Es gibt ein Monster.

Ich sehe es, überall. In Bildern, in Stimmen, in Scherben.

Manchmal glaube ich, es sei weit weg. Hinter Grenzen, in Ländern, die nicht die meinen sind. Aber das ist eine Lüge. Für manche ist es so nah, dass sie es atmen hören, jede Stunde, jeden Tag.

Das Monster frisst Träume. Es verschluckt sie, noch bevor sie beginnen. Kinderträume, die nie wachsen dürfen. Zukunftsträume, die unter Trümmern ersticken. Das Monster reißt das Brot von den Tischen, verschlingt das Wenige, das da ist, lässt nur leere Schalen zurück und füllt die Bäuche mit Hunger.

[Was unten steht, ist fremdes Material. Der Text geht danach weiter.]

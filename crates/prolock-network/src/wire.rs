//! JSON wire formats of the attendance service.
//!
//! The service is loosely typed: flags arrive as `0`/`1` or booleans, times
//! with or without seconds, months as numbers or names. Parsing is tolerant of
//! those variations and strict about required fields.

use crate::error::{AttendanceError, Result};
use chrono::{Month, NaiveDate};
use prolock_core::schedule::{parse_clock_time, parse_date, parse_weekday};
use prolock_core::{
    AttendanceRecord, CardUid, DoorStatus, Identity, IdentityKey, RemoteDateTime, RemoteDoorCommand,
    ScheduleWindow,
};
use serde::{Deserialize, Serialize};
use serde_json::Value;

#[derive(Debug, Deserialize)]
struct IdentityBody {
    #[serde(alias = "user_name")]
    name: Option<String>,
}

#[derive(Debug, Deserialize)]
struct ScheduleEntry {
    day_of_the_week: Option<String>,
    specific_date: Option<String>,
    class_start: Option<String>,
    class_end: Option<String>,
    #[serde(default)]
    is_makeup_class: Value,
}

#[derive(Debug, Deserialize)]
struct DateTimeBody {
    day_of_week: Option<String>,
    #[serde(default)]
    date: Value,
    #[serde(default)]
    month: Value,
    #[serde(default)]
    year: Value,
    current_time: Option<String>,
}

#[derive(Debug, Deserialize)]
struct RecentLogEntry {
    #[serde(rename = "UID", default)]
    uid: Value,
    #[serde(default)]
    time_in: Option<String>,
    #[serde(default)]
    time_out: Option<String>,
}

#[derive(Debug, Deserialize)]
struct DoorLogsBody {
    #[serde(default)]
    logs: Vec<Value>,
}

/// Body of `POST /door/log-status`.
#[derive(Debug, Serialize)]
pub(crate) struct DoorStatusBody<'a> {
    pub id: String,
    pub kind: &'a str,
    pub status: DoorStatus,
}

/// One entry of the remote door log.
#[derive(Debug, Clone, PartialEq, Eq, Default)]
pub struct DoorLogEntry {
    pub id: Option<String>,
    pub status: Option<String>,
    pub action_type: Option<String>,
}

impl DoorLogEntry {
    /// Operator command carried by this entry, if any.
    #[must_use]
    pub fn command(&self) -> Option<RemoteDoorCommand> {
        self.action_type
            .as_deref()
            .and_then(RemoteDoorCommand::from_action_type)
    }

    fn from_value(value: &Value) -> Self {
        Self {
            id: value.get("id").and_then(scalar_string),
            status: value.get("status").and_then(scalar_string),
            action_type: value.get("action_type").and_then(scalar_string),
        }
    }
}

fn scalar_string(value: &Value) -> Option<String> {
    match value {
        Value::String(s) => Some(s.clone()),
        Value::Number(n) => Some(n.to_string()),
        Value::Bool(b) => Some(b.to_string()),
        _ => None,
    }
}

fn required<'a>(value: &'a Option<String>, field: &str) -> Result<&'a str> {
    value
        .as_deref()
        .map(str::trim)
        .filter(|v| !v.is_empty())
        .ok_or_else(|| AttendanceError::malformed(format!("missing field '{field}'")))
}

/// Interpret `0`/`1`, `true`/`false` or their string forms. Absent means `false`.
fn flag(value: &Value, field: &str) -> Result<bool> {
    let parsed = match value {
        Value::Null => Some(false),
        Value::Bool(b) => Some(*b),
        Value::Number(n) => match n.as_i64() {
            Some(0) => Some(false),
            Some(1) => Some(true),
            _ => None,
        },
        Value::String(s) => match s.trim().to_ascii_lowercase().as_str() {
            "0" | "false" | "" => Some(false),
            "1" | "true" => Some(true),
            _ => None,
        },
        _ => None,
    };
    parsed.ok_or_else(|| AttendanceError::malformed(format!("invalid flag '{field}': {value}")))
}

fn integer(value: &Value, field: &str) -> Result<i64> {
    let parsed = match value {
        Value::Number(n) => n.as_i64(),
        Value::String(s) => s.trim().parse().ok(),
        _ => None,
    };
    parsed.ok_or_else(|| AttendanceError::malformed(format!("invalid field '{field}': {value}")))
}

fn month(value: &Value) -> Result<u32> {
    if let Value::String(s) = value
        && let Ok(month) = s.trim().parse::<Month>()
    {
        return Ok(month.number_from_month());
    }

    let number = integer(value, "month")?;
    u32::try_from(number)
        .ok()
        .filter(|m| (1..=12).contains(m))
        .ok_or_else(|| AttendanceError::malformed(format!("month out of range: {number}")))
}

pub(crate) fn parse_identity(key: IdentityKey, body: &str) -> Result<Identity> {
    let body: IdentityBody = serde_json::from_str(body)?;
    let name = required(&body.name, "name")?;
    Ok(Identity::new(key, name))
}

pub(crate) fn parse_schedule(body: &str) -> Result<Vec<ScheduleWindow>> {
    let entries: Vec<ScheduleEntry> = serde_json::from_str(body)?;

    entries
        .iter()
        .map(|entry| -> Result<ScheduleWindow> {
            let start = parse_clock_time(required(&entry.class_start, "class_start")?)?;
            let end = parse_clock_time(required(&entry.class_end, "class_end")?)?;

            if flag(&entry.is_makeup_class, "is_makeup_class")? {
                let date = parse_date(required(&entry.specific_date, "specific_date")?)?;
                Ok(ScheduleWindow::makeup(date, start, end))
            } else {
                let weekday = parse_weekday(required(&entry.day_of_the_week, "day_of_the_week")?)?;
                Ok(ScheduleWindow::weekly(weekday, start, end))
            }
        })
        .collect()
}

pub(crate) fn parse_current_date_time(body: &str) -> Result<RemoteDateTime> {
    let body: DateTimeBody = serde_json::from_str(body)?;

    let weekday = parse_weekday(required(&body.day_of_week, "day_of_week")?)?;
    let time = parse_clock_time(required(&body.current_time, "current_time")?)?;

    // Some deployments send a full ISO date in `date`, others the day of month.
    let date = match &body.date {
        Value::String(s) if s.contains('-') => parse_date(s)?,
        day => {
            let day = integer(day, "date")?;
            let month = month(&body.month)?;
            let year = integer(&body.year, "year")?;
            i32::try_from(year)
                .ok()
                .zip(u32::try_from(day).ok())
                .and_then(|(year, day)| NaiveDate::from_ymd_opt(year, month, day))
                .ok_or_else(|| {
                    AttendanceError::malformed(format!("invalid date {year}-{month}-{day}"))
                })?
        }
    };

    Ok(RemoteDateTime::new(weekday, date, time))
}

pub(crate) fn parse_records(body: &str) -> Result<Vec<AttendanceRecord>> {
    Ok(serde_json::from_str(body)?)
}

/// UIDs of open card records. Entries without a valid UID are skipped.
pub(crate) fn parse_open_card_uids(body: &str) -> Result<Vec<CardUid>> {
    let entries: Vec<RecentLogEntry> = serde_json::from_str(body)?;

    let mut uids: Vec<CardUid> = Vec::new();
    for entry in entries {
        let record = AttendanceRecord::new(entry.time_in.as_deref(), entry.time_out.as_deref());
        if !record.is_open() {
            continue;
        }
        if let Some(uid) = scalar_string(&entry.uid).and_then(|raw| CardUid::new(&raw).ok())
            && !uids.contains(&uid)
        {
            uids.push(uid);
        }
    }
    Ok(uids)
}

pub(crate) fn parse_latest_door_log(body: &str) -> Result<Option<DoorLogEntry>> {
    let body: DoorLogsBody = serde_json::from_str(body)?;
    Ok(body.logs.last().map(DoorLogEntry::from_value))
}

Es wohnt in Worten. „Konflikt“ nennen wir es. Ein harmloses Wort, das alles glattstreicht. Aber das Monster lacht über unsere Wörter. Für es ist es kein Konflikt, sondern Hunger. Schmerz. Angst. Und Heimat, die zerbricht, Stein für Stein, bis nur noch Staub bleibt.

Ich flüstere mir zu: Ich kann nichts tun.Zu groß, zu mächtig, zu weit entfernt ist dieses Monster.Und doch weiß ich, dass genau dieser Gedanke seine Nahrung ist.Es frisst unsere Ausreden – und wird daran stark.

Manchmal will ich es nicht sehen. Will sagen, dass ich zu klein bin, dass einer allein nichts ändern kann. Doch dann brennt es in mir: Einer reicht, einer, der hinsieht. Einer, der nicht mitmacht. Einer, der nicht so tut, als wäre das Monster weit weg.

Die Welt ist Glas, dünn und voller Risse. Das Monster schlägt und schlägt- bis es zerbricht. Die Scherben schneiden. Mich. Dich. Uns alle. Und wir glauben noch immer, es sei fern.

Aber am Ende – wenn ich ehrlich bin – weiß ich, wer es ist.

Das Monster hat kein Fell, keine Klauen, keine Zähne.

Es trägt Hände, die zerstören und aufbauen könnten. Es trägt Augen, die sehen und doch wegsehen. Es trägt Herzen, die fühlen könnten – und es nicht mehr tun.

Das Monster bin ich.

Das Monster bist du.

Es ist der Mensch.- dem die Menschlichkeit fehlt.